My wife has a whale tattooed on her butt.

It used to be a dolphin.

Parking Ticket

I got a parking ticket for being parked illegally the other day and I’ve no idea why.

The sign clearly said, “Fine for parking”.

It’s All Mine!

Cop: Whose car is this? Where are you headed? What do you do?

Miner: Mine.

Charity Donation

Never give a donation to anyone collecting for a marathon.

They’ll take the money and run.

Rated R

Why was the jazz movie rated R?

Too much sax and violins.

School Bully

To this day, the boy who used to bully me at school still takes my lunch money.

On the plus side, he makes great Subway sandwiches.

Impress The Girls

I joined a gym and said to the trainer, “I want to impress beautiful girls, which machine should I use?”

He said, “Try the ATM outside”.

You’ll See!

My Mom told me I’d never amount to anything because I procrastinate too much.

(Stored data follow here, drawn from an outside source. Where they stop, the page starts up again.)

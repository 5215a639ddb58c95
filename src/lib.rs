//! Modem Answer Agent Library
//!
//! Core functionality for an answering-machine daemon driving a
//! voice-capable analog modem over a serial link: initialize the modem
//! into a known command state, count incoming rings, auto-answer, stream
//! a WAV announcement to the caller, and hang up.
//!
//! # Modules
//!
//! - `config`: Configuration management with TOML support
//! - `port`: Serial port abstraction (real hardware and scripted mock)
//! - `modem`: AT command/response state machine and line classification
//! - `audio`: Announcement loading and validation
//! - `answer`: Ring-detection and auto-answer control loop
//! - `call_log`: JSON-lines record of answered calls
//! - `error`: Unified error handling

pub mod answer;
pub mod audio;
pub mod call_log;
pub mod config;
pub mod error;
pub mod modem;
pub mod port;

// Re-export commonly used types for convenience
pub use answer::{AnswerMachine, AnswerSettings, LoopEvent};
pub use audio::{Announcement, AudioError};
pub use call_log::{CallLog, CallOutcome, CallRecord};
pub use config::{Config, ConfigError, ConfigLoader, ConfigResult};
pub use error::AppError;
pub use modem::{CallerId, Modem, ModemError, PlaybackSettings};
pub use port::{
    DataBits, FlowControl, MockSerialPort, Parity, PortConfiguration, PortError,
    SerialPortAdapter, StopBits, SyncSerialPort,
};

I said, “Oh, yeah? Just you wait.”

Sweet And Low

Why did the blonde snort Sweet and Low?

She thought it was diet coke.

Someone’s Got To Do It

Why did Donald Trump marry an immigrant?

Once again, immigrants are doing the jobs no American wants to do.

Mug Shots

What do you call it when prisoners take their own mug shots?

Cell-fies.

Buy Some Meat

I told my friend people keep accidentally asking me to purchase meat for them.

He said, “By mistake?”

I said, “Oh come on, not you as well!”

That’s Shocking!

I finally managed to get rid of that nasty electrical charge I’ve been carrying.

I’m ex-static!

Small Items Only

I’ve started a business where I weigh tiny objects.

It’s a small scale operation.

Quiet Tennis

I had a game of quiet tennis today.

It’s just like regular tennis but without the racket.

Narcissim

My therapist told me my narcissism causes me to misread social situations.

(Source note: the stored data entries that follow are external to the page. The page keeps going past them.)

//! Append-only record of answered calls.
//!
//! One JSON object per line, appended as each call completes.

use crate::modem::CallerId;
use chrono::{DateTime, Utc};
use serde::{Deserialize, Serialize};
use std::fs::{File, OpenOptions};
use std::io::Write;
use std::path::{Path, PathBuf};
use thiserror::Error;
use uuid::Uuid;

/// Errors writing the call log.
#[derive(Debug, Error)]
pub enum CallLogError {
    #[error("failed to open call log '{path}': {source}")]
    Open {
        path: PathBuf,
        #[source]
        source: std::io::Error,
    },

    #[error("failed to append call record: {0}")]
    Append(#[from] std::io::Error),

    #[error("failed to encode call record: {0}")]
    Encode(#[from] serde_json::Error),
}

/// How an answered call ended.
#[derive(Debug, Clone, Copy, PartialEq, Eq, Serialize, Deserialize)]
#[serde(rename_all = "snake_case")]
pub enum CallOutcome {
    /// The announcement was streamed and the modem hung up normally.
    Played,
    /// Playback was attempted but an AT step or the stream failed.
    Failed,
}

/// One answered call.
#[derive(Debug, Clone, Serialize, Deserialize)]
pub struct CallRecord {
    pub id: Uuid,
    pub answered_at: DateTime<Utc>,
    /// Rings counted before answering.
    pub rings: u32,
    #[serde(skip_serializing_if = "Option::is_none")]
    pub caller: Option<CallerId>,
    pub outcome: CallOutcome,
}

impl CallRecord {
    pub fn new(rings: u32, caller: Option<CallerId>, outcome: CallOutcome) -> Self {
        Self {
            id: Uuid::new_v4(),
            answered_at: Utc::now(),
            rings,
            caller,
            outcome,
        }
    }
}

/// Append-only JSON-lines call log.
#[derive(Debug)]
pub struct CallLog {
    path: PathBuf,
    file: File,
}

impl CallLog {
    /// Open (creating if needed) the log at `path`; missing parent
    /// directories are created.
    pub fn open(path: impl AsRef<Path>) -> Result<Self, CallLogError> {
        let path = path.as_ref().to_path_buf();
        if let Some(parent) = path.parent() {
            if !parent.as_os_str().is_empty() {
                std::fs::create_dir_all(parent).map_err(|source| CallLogError::Open {
                    path: path.clone(),
                    source,
                })?;
            }
        }
        let file = OpenOptions::new()
            .create(true)
            .append(true)
            .open(&path)
            .map_err(|source| CallLogError::Open {
                path: path.clone(),
                source,
            })?;
        Ok(Self { path, file })
    }

    pub fn path(&self) -> &Path {
        &self.path
    }

    /// Append one record as a JSON line.
    pub fn append(&mut self, record: &CallRecord) -> Result<(), CallLogError> {
        let mut line = serde_json::to_string(record)?;
        line.push('\n');
        self.file.write_all(line.as_bytes())?;
        Ok(())
    }
}

#[cfg(test)]
mod tests {
    use super::*;
    use crate::modem::caller_id;

    #[test]
    fn test_append_and_read_back() {
        let dir = tempfile::tempdir().unwrap();
        let path = dir.path().join("calls.jsonl");

        let mut log = CallLog::open(&path).unwrap();
        let mut caller = CallerId::default();
        caller.apply(caller_id::parse_tag("NMBR = 5550100").unwrap());

        log.append(&CallRecord::new(2, Some(caller), CallOutcome::Played))
            .unwrap();
        log.append(&CallRecord::new(2, None, CallOutcome::Failed))
            .unwrap();

        let content = std::fs::read_to_string(&path).unwrap();
        let records: Vec<CallRecord> = content
            .lines()
            .map(|l| serde_json::from_str(l).unwrap())
            .collect();

        assert_eq!(records.len(), 2);
        assert_eq!(records[0].outcome, CallOutcome::Played);
        assert_eq!(
            records[0].caller.as_ref().unwrap().number.as_deref(),
            Some("5550100")
        );
        assert_eq!(records[1].outcome, CallOutcome::Failed);
        assert!(records[1].caller.is_none());
    }

    #[test]
    fn test_creates_parent_directories() {
        let dir = tempfile::tempdir().unwrap();
        let path = dir.path().join("var").join("log").join("calls.jsonl");

        let log = CallLog::open(&path).unwrap();
        assert_eq!(log.path(), path);
        assert!(path.parent().unwrap().is_dir());
    }

    #[test]
    fn test_reopen_appends() {
        let dir = tempfile::tempdir().unwrap();
        let path = dir.path().join("calls.jsonl");

        CallLog::open(&path)
            .unwrap()
            .append(&CallRecord::new(2, None, CallOutcome::Played))
            .unwrap();
        CallLog::open(&path)
            .unwrap()
            .append(&CallRecord::new(3, None, CallOutcome::Played))
            .unwrap();

        let content = std::fs::read_to_string(&path).unwrap();
        assert_eq!(content.lines().count(), 2);
    }
}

I’m pretty sure she was hitting on me.

Thanks, Dad!

A father in Iraq gave his daughter a new bag.

She said, “Thanks for the Baghdad.”

Amorous Pirate

What’s an amorous pirate’s worst nightmare?

A sunken chest with no booty.

It’s Not Advisable

I’ve just completed a self defense course.

I wouldn’t recommend anyone attack me in slow motion now.